▸ **PROBLEM REQUIREMENTS**: Scan the material below for the string "html", and copy every line where it shows up.

▸ **DATA FOR THE TASK**:
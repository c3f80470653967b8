use std::collections::BTreeMap;
use std::path::{Path, PathBuf};

use serde::{Deserialize, Serialize};

#[derive(Debug)]
pub enum StoreError {
    Io(std::io::Error),
    Corrupt(PathBuf, serde_yaml::Error),
    Encoding(serde_yaml::Error),
}

impl std::fmt::Display for StoreError {
    fn fmt(&self, f: &mut std::fmt::Formatter<'_>) -> std::fmt::Result {
        match self {
            StoreError::Io(e) => write!(f, "IO error: {}", e),
            StoreError::Corrupt(p, e) => write!(f, "Corrupt record {}: {}", p.display(), e),
            StoreError::Encoding(e) => write!(f, "YAML encoding error: {}", e),
        }
    }
}

impl std::error::Error for StoreError {}

impl From<std::io::Error> for StoreError {
    fn from(err: std::io::Error) -> Self {
        StoreError::Io(err)
    }
}

/// One published post. Posts are immutable once saved; there is no edit or
/// delete operation in this design.
#[derive(Deserialize, Serialize, Debug, Clone)]
pub struct Post {
    pub title: String,
    /// Pre-rendered body content, written into the template as-is.
    pub text: String,
    /// Relative output path under `news/`, unique across the site.
    pub link: String,
    /// RFC-1123-style publication timestamp.
    pub publication: String,
    pub categories: Vec<String>,
}

/// A standalone page. Besides its link, a page is free-form metadata that
/// gets merged into its render context (usually at least a `name`).
#[derive(Deserialize, Serialize, Debug, Clone)]
pub struct Page {
    pub link: String,
    #[serde(flatten)]
    pub extra: BTreeMap<String, serde_yaml::Value>,
}

impl Page {
    pub fn name(&self) -> Option<&str> {
        self.extra.get("name").and_then(|v| v.as_str())
    }
}

/// Filesystem-backed store of post and page records, one YAML document per
/// file. Listings re-read the directory on every call; nothing is cached.
pub struct ContentStore {
    posts_dir: PathBuf,
    pages_dir: PathBuf,
}

impl ContentStore {
    pub fn new<P: AsRef<Path>>(storage_dir: P) -> Self {
        Self {
            posts_dir: storage_dir.as_ref().join("posts"),
            pages_dir: storage_dir.as_ref().join("pages"),
        }
    }

    pub fn ensure_dirs(&self) -> Result<(), StoreError> {
        std::fs::create_dir_all(&self.posts_dir)?;
        std::fs::create_dir_all(&self.pages_dir)?;
        Ok(())
    }

    /// All posts, newest first. Ordering is descending record identity
    /// (file name), which the date-prefixed post keys make follow creation
    /// order.
    pub fn list_posts(&self) -> Result<Vec<Post>, StoreError> {
        let mut posts = Vec::new();
        for path in records_descending(&self.posts_dir)? {
            posts.push(read_record(&path)?);
        }
        Ok(posts)
    }

    pub fn list_pages(&self) -> Result<Vec<Page>, StoreError> {
        let mut pages = Vec::new();
        for path in records_descending(&self.pages_dir)? {
            pages.push(read_record(&path)?);
        }
        Ok(pages)
    }

    pub fn save_post(&self, post: &Post) -> Result<(), StoreError> {
        let path = self.posts_dir.join(record_key(&post.link));
        write_record(&path, post)
    }

    pub fn save_page(&self, page: &Page) -> Result<(), StoreError> {
        let path = self.pages_dir.join(record_key(&page.link));
        write_record(&path, page)
    }
}

/// Flat filename-safe key for a record: slashes collapsed to underscores.
fn record_key(link: &str) -> String {
    format!("{}.yml", link.replace('/', "_"))
}

fn records_descending(dir: &Path) -> Result<Vec<PathBuf>, StoreError> {
    let mut paths: Vec<PathBuf> = std::fs::read_dir(dir)?
        .filter_map(|e| e.ok())
        .map(|e| e.path())
        .filter(|p| p.is_file())
        .collect();
    paths.sort();
    paths.reverse();
    Ok(paths)
}

fn read_record<T: for<'de> Deserialize<'de>>(path: &Path) -> Result<T, StoreError> {
    let data = std::fs::read_to_string(path)?;
    serde_yaml::from_str(&data).map_err(|e| StoreError::Corrupt(path.to_path_buf(), e))
}

fn write_record<T: Serialize>(path: &Path, record: &T) -> Result<(), StoreError> {
    let data = serde_yaml::to_string(record).map_err(StoreError::Encoding)?;
    std::fs::write(path, data)?;
    Ok(())
}

#[cfg(test)]
mod tests {
    use super::*;

    fn store() -> (tempfile::TempDir, ContentStore) {
        let dir = tempfile::tempdir().unwrap();
        let store = ContentStore::new(dir.path());
        store.ensure_dirs().unwrap();
        (dir, store)
    }

    fn post(title: &str, link: &str) -> Post {
        Post {
            title: title.to_string(),
            text: String::new(),
            link: link.to_string(),
            publication: "Sat, 29 Aug 2026 12:00:00 +0000".to_string(),
            categories: vec!["general".to_string()],
        }
    }

    #[test]
    fn test_save_post_sanitizes_key() {
        let (dir, store) = store();
        store.save_post(&post("Hello", "2026/8/29/hello.html")).unwrap();
        assert!(
            dir.path()
                .join("posts/2026_8_29_hello.html.yml")
                .exists()
        );
    }

    #[test]
    fn test_posts_listed_newest_first() {
        let (_dir, store) = store();
        store.save_post(&post("Alpha", "2026/8/29/alpha.html")).unwrap();
        store.save_post(&post("Beta", "2026/8/29/beta.html")).unwrap();

        let posts = store.list_posts().unwrap();
        let titles: Vec<&str> = posts.iter().map(|p| p.title.as_str()).collect();
        assert_eq!(titles, vec!["Beta", "Alpha"]);
    }

    #[test]
    fn test_listing_is_restartable() {
        let (_dir, store) = store();
        store.save_post(&post("Alpha", "2026/8/29/alpha.html")).unwrap();
        assert_eq!(store.list_posts().unwrap().len(), 1);

        store.save_post(&post("Beta", "2026/8/29/beta.html")).unwrap();
        // A fresh call sees the new record; nothing is cached.
        assert_eq!(store.list_posts().unwrap().len(), 2);
    }

    #[test]
    fn test_corrupt_record_names_the_file() {
        let (dir, store) = store();
        let bad = dir.path().join("posts/2026_8_29_bad.html.yml");
        std::fs::write(&bad, "title: [unclosed").unwrap();

        match store.list_posts().unwrap_err() {
            StoreError::Corrupt(path, _) => assert_eq!(path, bad),
            other => panic!("expected corrupt record error, got {:?}", other),
        }
    }

    #[test]
    fn test_page_extra_metadata_round_trips() {
        let (_dir, store) = store();
        let mut extra = BTreeMap::new();
        extra.insert(
            "name".to_string(),
            serde_yaml::Value::String("Home".to_string()),
        );
        store.save_page(&Page { link: "index".to_string(), extra }).unwrap();

        let pages = store.list_pages().unwrap();
        assert_eq!(pages.len(), 1);
        assert_eq!(pages[0].link, "index");
        assert_eq!(pages[0].name(), Some("Home"));
    }
}
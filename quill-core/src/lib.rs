pub mod analytics;
pub mod butler;
pub mod config;
pub mod link;
pub mod scaffold;
pub mod site;
pub mod store;
pub mod template;

// Re-export main types
pub use config::Config;
pub use site::{BuildError, Quill, VERSION};
pub use store::{Page, Post};
pub use template::{TemplateError, TemplateRenderer};
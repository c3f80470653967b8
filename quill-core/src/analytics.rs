use std::collections::BTreeMap;
use std::path::{Path, PathBuf};

#[derive(Debug)]
pub enum AnalyticsError {
    Io(std::io::Error),
    Encoding(serde_json::Error),
}

impl std::fmt::Display for AnalyticsError {
    fn fmt(&self, f: &mut std::fmt::Formatter<'_>) -> std::fmt::Result {
        match self {
            AnalyticsError::Io(e) => write!(f, "IO error: {}", e),
            AnalyticsError::Encoding(e) => write!(f, "Analytics encoding error: {}", e),
        }
    }
}

impl std::error::Error for AnalyticsError {}

impl From<std::io::Error> for AnalyticsError {
    fn from(err: std::io::Error) -> Self {
        AnalyticsError::Io(err)
    }
}

impl From<serde_json::Error> for AnalyticsError {
    fn from(err: serde_json::Error) -> Self {
        AnalyticsError::Encoding(err)
    }
}

/// Small persisted map of operational metrics (`build_speed` and friends).
/// Loaded once at startup; every write rewrites the whole file.
pub struct AnalyticsStore {
    path: PathBuf,
    values: BTreeMap<String, u64>,
}

impl AnalyticsStore {
    pub fn load<P: AsRef<Path>>(path: P) -> Result<Self, AnalyticsError> {
        let path = path.as_ref().to_path_buf();
        let values = if path.exists() {
            serde_json::from_slice(&std::fs::read(&path)?)?
        } else {
            BTreeMap::new()
        };
        Ok(Self { path, values })
    }

    pub fn record(&mut self, key: &str, value: u64) -> Result<(), AnalyticsError> {
        self.values.insert(key.to_string(), value);
        std::fs::write(&self.path, serde_json::to_vec(&self.values)?)?;
        Ok(())
    }

    pub fn snapshot(&self) -> &BTreeMap<String, u64> {
        &self.values
    }
}

#[cfg(test)]
mod tests {
    use super::*;

    #[test]
    fn test_record_persists_whole_map() {
        let dir = tempfile::tempdir().unwrap();
        let path = dir.path().join("analytics.bin");

        let mut store = AnalyticsStore::load(&path).unwrap();
        store.record("build_speed", 1_200_000).unwrap();
        store.record("build_speed", 900_000).unwrap();
        store.record("posts_total", 3).unwrap();

        let reloaded = AnalyticsStore::load(&path).unwrap();
        assert_eq!(reloaded.snapshot().get("build_speed"), Some(&900_000));
        assert_eq!(reloaded.snapshot().get("posts_total"), Some(&3));
    }

    #[test]
    fn test_missing_file_starts_empty() {
        let dir = tempfile::tempdir().unwrap();
        let store = AnalyticsStore::load(dir.path().join("analytics.bin")).unwrap();
        assert!(store.snapshot().is_empty());
    }
}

▸ **FINISHED TASK**:
        store.save_post(&post("Hello", "2026/8/29/hello.html")).unwrap();
                .join("posts/2026_8_29_hello.html.yml")
        store.save_post(&post("Alpha", "2026/8/29/alpha.html")).unwrap();
        store.save_post(&post("Beta", "2026/8/29/beta.html")).unwrap();
        store.save_post(&post("Alpha", "2026/8/29/alpha.html")).unwrap();
        store.save_post(&post("Beta", "2026/8/29/beta.html")).unwrap();
        let bad = dir.path().join("posts/2026_8_29_bad.html.yml");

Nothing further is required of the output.